Pusic Martin V, Boutis Kathy, Pecaric Martin R, Savenkov Oleksander, Beckstead Jason W, Jaber Mohamad Y
Institute for Innovations in Medical Education, New York University School of Medicine, 550 First Avenue, MSB G109, New York, NY, 10016, USA.
The Hospital for Sick Children, and University of Toronto, Toronto, ON, Canada.
Adv Health Sci Educ Theory Pract. 2017 Aug;22(3):741-759. doi: 10.1007/s10459-016-9709-2. Epub 2016 Oct 3.
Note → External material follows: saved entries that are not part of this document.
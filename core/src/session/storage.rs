use std::fmt::Debug;
use std::sync::Arc;

use crate::errors::StorageError;

/// Key/value string storage the session store persists into.
///
/// Implementations must make a single-key `get`/`set`/`remove` atomic. Values
/// are opaque strings; encoding is the session store's job.
pub trait KeyValueStorage: Send + Sync + Debug {
    /// Read the value stored under `key`, `None` when nothing is stored
    fn get(&self, key: &str) -> Result<Option<String>, StorageError>;

    /// Store `value` under `key`, replacing any previous value
    fn set(&self, key: &str, value: &str) -> Result<(), StorageError>;

    /// Delete the value under `key`. Removing a missing key is not an error.
    fn remove(&self, key: &str) -> Result<(), StorageError>;
}

/// Type alias for Arc-wrapped KeyValueStorage trait objects
pub type StorageRef = Arc<dyn KeyValueStorage>;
Learning curves are a useful way of representing the rate of learning over time. Features include an index of baseline performance (y-intercept), the efficiency of learning over time (slope parameter) and the maximal theoretical performance achievable (upper asymptote). Each of these parameters can be statistically modelled on an individual and group basis with the resulting estimates being useful to both learners and educators for feedback and educational quality improvement. In this primer, we review various descriptive and modelling techniques appropriate to learning curves including smoothing, regression modelling and application of the Thurstone model. Using an example dataset we demonstrate each technique as it specifically applies to learning curves and point out limitations.
学习曲线是表示随时间学习速率的一种有用方式。其特征包括基线表现指数(y轴截距)、随时间的学习效率(斜率参数)以及可达到的最大理论表现(上渐近线)。这些参数中的每一个都可以在个体和群体基础上进行统计建模,所得估计值对学习者和教育工作者进行反馈及提高教育质量都很有用。在本入门介绍中,我们回顾了适用于学习曲线的各种描述性和建模技术,包括平滑处理、回归建模以及瑟斯顿模型的应用。我们使用一个示例数据集展示了每种技术具体如何应用于学习曲线,并指出其局限性。